Demain, dès l’aube…
Tous les mots sont couchés dans le mirage du silence qui fait la gueule. Le corps gorgé de soleil, le corps en chasse à l’intrus. J’entends bouger le fantôme furtif à l’intérieur de mes veines. Le jour rouge est percé par l’étranger qui navigue dans ma chair. L’eau déborde à mon insu. Un autre moi-même se profile comme une gangrène vieille de mille ans. Des pans entiers de tourbes et de lumière explosent dans l’unité de mon être.
Chaque morceau de désir accentue les plaies existantes. L’épurement de la purulence doit connaître la forge pour cautériser. Nos mains s’appuient sur la pluie. Nous glissons de goutte en goutte parmi les étincelles d’un collier de perles d’or. Nous marchons sur la buée collée à nos cœurs vitreux.
L’amour est une poésie capitonnée par les bourres de nos mémoires. Une seule pensée de toi traverse mon esprit, et c’est la mort tout entière qui demande pardon à l’absence.

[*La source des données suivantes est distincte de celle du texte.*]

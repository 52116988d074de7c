//! TCP listener abstraction.
//!
//! Shared by the framed-TCP gateway (native and tracker listeners) and the
//! WebSocket gateway, which upgrades accepted streams.

use crate::core::error::{SyncError, SyncResult};
use parking_lot::RwLock;
use std::net::SocketAddr;
use std::sync::atomic::{AtomicBool, AtomicU64, Ordering};
use std::sync::Arc;
use tokio::net::{TcpListener as TokioTcpListener, TcpStream};
use tokio::sync::watch;

/// TCP listener configuration.
#[derive(Debug, Clone)]
pub struct TcpListenerConfig {
    /// Bind address.
    pub bind_addr: SocketAddr,

    /// Maximum concurrent connections.
    pub max_connections: usize,

    /// TCP nodelay (disable Nagle's algorithm).
    pub nodelay: bool,
}

impl TcpListenerConfig {
    /// Configuration for the given bind address with default limits.
    pub fn new(bind_addr: SocketAddr) -> Self {
        Self {
            bind_addr,
            ..Self::default()
        }
    }
}

impl Default for TcpListenerConfig {
    fn default() -> Self {
        Self {
            bind_addr: SocketAddr::from(([127, 0, 0, 1], 0)),
            max_connections: 1_024,
            nodelay: true,
        }
    }
}

/// TCP listener state.
#[derive(Debug, Clone, Copy, PartialEq, Eq)]
pub enum TcpListenerState {
    /// Not yet started.
    Created,
    /// Binding to address.
    Binding,
    /// Accepting connections.
    Listening,
    /// Shutting down.
    ShuttingDown,
    /// Stopped.
    Stopped,
}

/// Connection identifier.
#[derive(Debug, Clone, Copy, PartialEq, Eq, Hash, PartialOrd, Ord)]
pub struct ConnectionId(pub u64);

impl std::fmt::Display for ConnectionId {
    fn fmt(&self, f: &mut std::fmt::Formatter<'_>) -> std::fmt::Result {
        write!(f, "conn-{}", self.0)
    }
}

/// Process-wide connection id source, shared by every listener so ids never
/// collide across transports.
static NEXT_CONNECTION_ID: AtomicU64 = AtomicU64::new(1);

/// TCP connection wrapper with metadata.
pub struct TcpConnection {
    /// Connection ID.
    pub id: ConnectionId,

    /// Remote address.
    pub remote_addr: SocketAddr,

    /// Underlying TCP stream.
    stream: TcpStream,
}

impl TcpConnection {
    /// Create a new TCP connection.
    pub fn new(id: ConnectionId, stream: TcpStream, remote_addr: SocketAddr) -> Self {
        Self {
            id,
            remote_addr,
            stream,
        }
    }

    /// Take the underlying stream.
    pub fn into_stream(self) -> TcpStream {
        self.stream
    }

    /// Split into read and write halves.
    pub fn into_split(
        self,
    ) -> (
        tokio::net::tcp::OwnedReadHalf,
        tokio::net::tcp::OwnedWriteHalf,
    ) {
        self.stream.into_split()
    }
}

/// TCP listener metrics.
#[derive(Debug, Default)]
pub struct TcpListenerMetrics {
    /// Total connections accepted.
    pub connections_total: AtomicU64,

    /// Currently active connections.
    pub connections_active: AtomicU64,

    /// Connections rejected (at capacity).
    pub connections_rejected: AtomicU64,
}

impl TcpListenerMetrics {
    /// Record a new connection.
    pub fn connection_accepted(&self) {
        self.connections_total.fetch_add(1, Ordering::Relaxed);
        self.connections_active.fetch_add(1, Ordering::Relaxed);
    }

    /// Record a connection closed.
    pub fn connection_closed(&self) {
        self.connections_active.fetch_sub(1, Ordering::Relaxed);
    }

    /// Record a rejected connection.
    pub fn connection_rejected(&self) {
        self.connections_rejected.fetch_add(1, Ordering::Relaxed);
    }

    /// Get active connection count.
    pub fn active_connections(&self) -> u64 {
        self.connections_active.load(Ordering::Relaxed)
    }
}

/// TCP listener for accepting connections.
pub struct TcpListener {
    /// Configuration.
    config: TcpListenerConfig,

    /// Current state.
    state: RwLock<TcpListenerState>,

    /// Shutdown flag.
    shutting_down: AtomicBool,

    /// Shutdown signal receiver.
    shutdown_rx: watch::Receiver<bool>,

    /// Metrics.
    metrics: Arc<TcpListenerMetrics>,
}

impl TcpListener {
    /// Create a new TCP listener.
    pub fn new(config: TcpListenerConfig, shutdown_rx: watch::Receiver<bool>) -> Self {
        Self {
            config,
            state: RwLock::new(TcpListenerState::Created),
            shutting_down: AtomicBool::new(false),
            shutdown_rx,
            metrics: Arc::new(TcpListenerMetrics::default()),
        }
    }

    /// Get the configuration.
    pub fn config(&self) -> &TcpListenerConfig {
        &self.config
    }

    /// Get the current state.
    pub fn state(&self) -> TcpListenerState {
        *self.state.read()
    }

    /// Get metrics.
    pub fn metrics(&self) -> &Arc<TcpListenerMetrics> {
        &self.metrics
    }

    /// Check if at connection capacity.
    pub fn at_capacity(&self) -> bool {
        self.metrics.active_connections() >= self.config.max_connections as u64
    }

    fn next_connection_id(&self) -> ConnectionId {
        ConnectionId(NEXT_CONNECTION_ID.fetch_add(1, Ordering::Relaxed))
    }

    /// Bind and start listening.
    pub async fn bind(&self) -> SyncResult<TokioTcpListener> {
        *self.state.write() = TcpListenerState::Binding;

        let listener = TokioTcpListener::bind(self.config.bind_addr)
            .await
            .map_err(|e| {
                *self.state.write() = TcpListenerState::Stopped;
                SyncError::Io(std::io::Error::new(
                    e.kind(),
                    format!("failed to bind to {}: {}", self.config.bind_addr, e),
                ))
            })?;

        *self.state.write() = TcpListenerState::Listening;

        Ok(listener)
    }

    /// Accept a connection. Returns `None` once shutdown is signalled.
    pub async fn accept(&self, listener: &TokioTcpListener) -> SyncResult<Option<TcpConnection>> {
        if self.shutting_down.load(Ordering::Relaxed) || *self.shutdown_rx.borrow() {
            return Ok(None);
        }

        let mut shutdown_rx = self.shutdown_rx.clone();

        tokio::select! {
            result = listener.accept() => {
                let (stream, addr) = result?;
                if self.at_capacity() {
                    self.metrics.connection_rejected();
                    tracing::warn!(remote = %addr, "connection limit reached, rejecting");
                    return Err(SyncError::invalid_request("connection limit reached"));
                }
                if self.config.nodelay {
                    let _ = stream.set_nodelay(true);
                }

                let id = self.next_connection_id();
                self.metrics.connection_accepted();

                Ok(Some(TcpConnection::new(id, stream, addr)))
            }
            _ = shutdown_rx.changed() => {
                Ok(None)
            }
        }
    }

    /// Signal shutdown.
    pub fn shutdown(&self) {
        self.shutting_down.store(true, Ordering::Relaxed);
        *self.state.write() = TcpListenerState::ShuttingDown;
    }

    /// Mark as stopped.
    pub fn stopped(&self) {
        *self.state.write() = TcpListenerState::Stopped;
    }

    /// Record connection closed.
    pub fn connection_closed(&self) {
        self.metrics.connection_closed();
    }
}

J’erre dans une mer empourprée de ruines étincelantes. Tu t’es immiscée à ma ligne de fuite, à ma continuité difractée, à mon courroux de cocagne. Tu es ma plaie ouverte sur l’horizon éclaté. J’habite la beauté dans son exaltation la plus difforme. Je loge le boudoir des émotions captives. Je crisse comme une craie blanche sur le tableau noir des conjugaisons oubliées. Je séjourne dans la défaillance où je t’ai repêchée du bout des lèvres. Demain, dès l’aube… Demain où le jour va poindre, j’irai comme une percussion de révolver, j’irai frapper à la porte du canon qui m’emportera jusqu’à ton gîte. Mon cœur est une cartouche, et je ne le savais pas.